The extortion crew behind a string of 2026's biggest breaches says it has a new victim. Plus a record-breaking patch haul, a quiet SaaS disclosure, and two of the week's loudest breaches that turned out never to have happened.
The extortion collective ShinyHunters claims it has breached Madison Square Garden Sports, the parent company of the NBA's Knicks and the NHL's Rangers. MSGS has not confirmed anything, and a claim is not a confirmed compromise — but with this crew, the claim is itself a weapon: reputational pressure applied before a single record is verified, and timed for maximum attention.
What makes it land is the pattern around it. The same name is attached to this month's Oracle PeopleSoft zero-day campaign (tracked by Mandiant as UNC6240, hitting 100+ organisations), to McGraw Hill, to the Canvas-maker Instructure — which reportedly paid and got a promise, not protection — and to a string of CRM raids at the likes of Charter and Carnival.
When one name attaches to a dozen unrelated victims, you're not tracking a hacker anymore. You're tracking a business model.
ServiceNow has disclosed a security incident that gave attackers access to customer data, framed in the careful language of "researcher activity." Whatever the framing, it sits inside 2026's most reliable storyline: the breach that starts with one trusting person, not one clever exploit.
The receipts pile up. Carnival traced a roughly six-million-record exposure to a single social-engineered employee account; Charter's "only sales tools" reassurance dissolved into nearly five million records in the wild. CRMs concentrate precisely the data that should never sit in plaintext, and a phone call still opens more doors than any payload.
| CVE / Item | Severity | Product | Status |
|---|---|---|---|
| CVE-2026-35273 | CRITICAL 9.8 | Oracle PeopleSoft | Exploited · 0-day |
| CVE-2026-11645 | CRITICAL | Google Chrome (V8) | Exploited in the wild |
| Patch Tuesday | 208 CVEs | Microsoft (record) | Incl. 1 exploited 0-day |
| RoguePlanet PoC | HIGH | Windows | Public PoC on GitHub |
Two truths in one table. "Record patch month" has quietly become a monthly headline — 208 isn't a spike, it's the new baseline. And the RoguePlanet saga (a banned researcher, "Nightmare Eclipse," reposting a live zero-day hours after Patch Tuesday) is a reminder that disclosure is a human drama no scanner will catch.
This week's most instructive incident is one that didn't occur. Fabricated breach notices naming VRChat (2.4 million users) and Discord (10 million) were filed on Maine's official Attorney General portal and published almost immediately — no verification required. VRChat says it never filed; the employee named on the notice does not exist. Maine pulled the filings on 12 June, called them hoaxes, and took the public portal offline.

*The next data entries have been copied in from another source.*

impl<'a, D, C, P> DmxController<'a, D, C, P>
where
    D: DmxTransmitter + DmxReceiver,
    C: ConsoleUart,
    P: IndicatorPins,
{
    /// Creates a new DmxController instance.
    pub fn new(
        driver: D,
        console: C,
        pins: P,
        console_buffer: &'a ConsoleBuffer,
        timeouts: &'a TimeoutCounters,
        config: &DmxControllerConfig,
    ) -> Self {
        Self {
            driver,
            console,
            pins,
            console_buffer,
            timeouts,
            frame: ChannelFrame::new(),
            max_address: config.max_address,
            output_enabled: config.output_enabled,
            poll_pending: false,
            line_editor: LineEditor::new(),
            discovered: DiscoveredDevices::new(),
            activity_hold_ticks: config.activity_hold_ticks,
        }
    }

    /// Blinks the green led and greets on the console.
    pub fn start(&mut self) {
        flash_indicator(
            self.timeouts,
            &mut self.pins,
            Timeout::GreenActivity,
            Indicator::Green,
            BOOT_BLINK_TICKS,
        );
        self.write_console(WELCOME_MESSAGE);
    }

    /// Runs one bus cycle: a complete data frame with console input served between the slots,
    /// followed by a complete discovery if one was requested. Frames and discoveries never
    /// interleave.
    ///
    /// While the output is off only the console is served and a requested discovery waits
    /// until the output is switched on again.
    pub fn run_cycle(&mut self) -> Result<(), DmxError<D::DriverError>> {
        if !self.output_enabled {
            self.service_console();
            return Ok(());
        }

        self.send_data_frame()?;

        if self.poll_pending {
            self.poll_pending = false;
            self.discover()?;
        }

        Ok(())
    }

    fn send_data_frame(&mut self) -> Result<(), DmxError<D::DriverError>> {
        self.driver.send_break(DMX_NULL_START)?;

        for slot in 1..=self.max_address.as_u16() as usize {
            let value = self.frame.as_bytes()[slot];
            self.driver.send_slot(value)?;

            // only ever touches the frame and the console, never the bus
            self.service_console();
        }

        Ok(())
    }

    /// Takes at most one character from the console and executes the line it completes.
    pub fn service_console(&mut self) {
        let Some(byte) = self.console.read_byte() else {
            return;
        };

        if let Some(line) = self.line_editor.push(byte) {
            self.handle_line(&line);
        }
    }

    fn handle_line(&mut self, line: &str) {
        let command = match parse_command(line) {
            Ok(command) => command,
            Err(error) => {
                log::debug!("rejected console line {:?}: {}", line, error);
                self.write_console(ERROR_MESSAGE);
                return;
            },
        };

        log::debug!("console command {:?}", command);
        self.execute(command);

        flash_indicator(
            self.timeouts,
            &mut self.pins,
            Timeout::GreenActivity,
            Indicator::Green,
            self.activity_hold_ticks,
        );

        // a poll answers after the discovery
        if command != Command::Poll {
            self.write_console(READY_MESSAGE);
        }
    }

    /// Applies a console command to the controller state. Never touches the bus, a poll only
    /// gets scheduled for the end of the next data frame.
    pub fn execute(&mut self, command: Command) {
        match command {
            Command::Set { address, value } => self.frame.set(address, value),
            Command::Get(address) => {
                let mut text: heapless::String<8> = heapless::String::new();
                // "\r\n255" always fits
                let _ = write!(text, "\r\n{}", self.frame.get(address));
                self.write_console(&text);
            },
            Command::Max(address) => self.max_address = address,
            Command::On => self.output_enabled = true,
            Command::Off => self.output_enabled = false,
            Command::Poll => self.poll_pending = true,
            Command::Clear => self.frame.clear(),
            Command::Help => self.write_console(HELP_MESSAGE),
        }
    }

    /// Runs a full discovery right away and reports the result on the console.
    pub fn discover(&mut self) -> Result<DiscoveryReport, DmxError<D::DriverError>> {
        let hold_ticks = self.activity_hold_ticks;
        let timeouts = self.timeouts;
        let pins = &mut self.pins;

        let report = run_full_discovery(&mut self.driver, &mut self.discovered, || {
            flash_indicator(timeouts, &mut *pins, Timeout::RedActivity, Indicator::Red, hold_ticks)
        })?;
        log::debug!(
            "discovery finished with {:?} after {} polls, {} devices",
            report.status,
            report.polls,
            self.discovered.len()
        );

        if self.discovered.is_empty() {
            self.write_console(NO_DEVICE_MESSAGE);
        }

        for index in 0..self.discovered.len() {
            let mut text: heapless::String<8> = heapless::String::new();
            // "\r\n512" always fits
            let _ = write!(text, "\r\n{}", self.discovered[index]);
            self.write_console(&text);
        }

        if report.status == DiscoveryStatus::CapacityExceeded {
            self.write_console(DEVICE_LIMIT_MESSAGE);
        }
        self.write_console(READY_MESSAGE);

        Ok(report)
    }

    fn write_console(&mut self, text: &str) {
        self.console_buffer.enqueue(text.as_bytes());
        self.console_buffer.kick(&mut self.console);
    }

    pub fn get_channel(&self, address: DmxAddress) -> u8 {
        self.frame.get(address)
    }

    pub fn set_channel(&mut self, address: DmxAddress, value: u8) {
        self.frame.set(address, value);
    }

    pub fn get_frame(&self) -> &ChannelFrame {
        &self.frame
    }

    pub fn get_max_address(&self) -> DmxAddress {
        self.max_address
    }

    pub fn is_output_enabled(&self) -> bool {
        self.output_enabled
    }

    pub fn is_poll_pending(&self) -> bool {
        self.poll_pending
    }

    /// The devices found by the last discovery, in the order they were found.
    pub fn get_discovered_devices(&self) -> &DiscoveredDevices {
        &self.discovered
    }

    /// Get a reference to the underlying driver.
    pub fn get_driver(&mut self) -> &mut D {
        &mut self.driver
    }

    /// Get a reference to the console port.
    pub fn get_console(&mut self) -> &mut C {
        &mut self.console
    }
}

Sit with the elegance of it. Security teams, journalists and class-action lawyers treat that portal as ground truth — records propagate into news alerts, risk dashboards and litigation databases within hours. An attacker who plants a false entry manufactures a "confirmed breach" out of nothing: instant phishing pretext, instant stock pressure, instant panic. You no longer need to steal the data. You only need everyone to believe you did.
Read today's edition end to end and the pattern isn't malware — it's belief. A real crew claiming a real target it may not hold. A real vendor admitting a real incident in soft language. A fake breach that fooled the people whose job is not to be fooled. The scarce resource in 2026 isn't a patch; it's verification.
The same convergence runs across the network today: a sports franchise's data allegedly walking out the door, and a gaming community braced all weekend for a leak that never existed. Defence used to mean keeping attackers out. Increasingly it means proving what's actually true, fast enough to matter.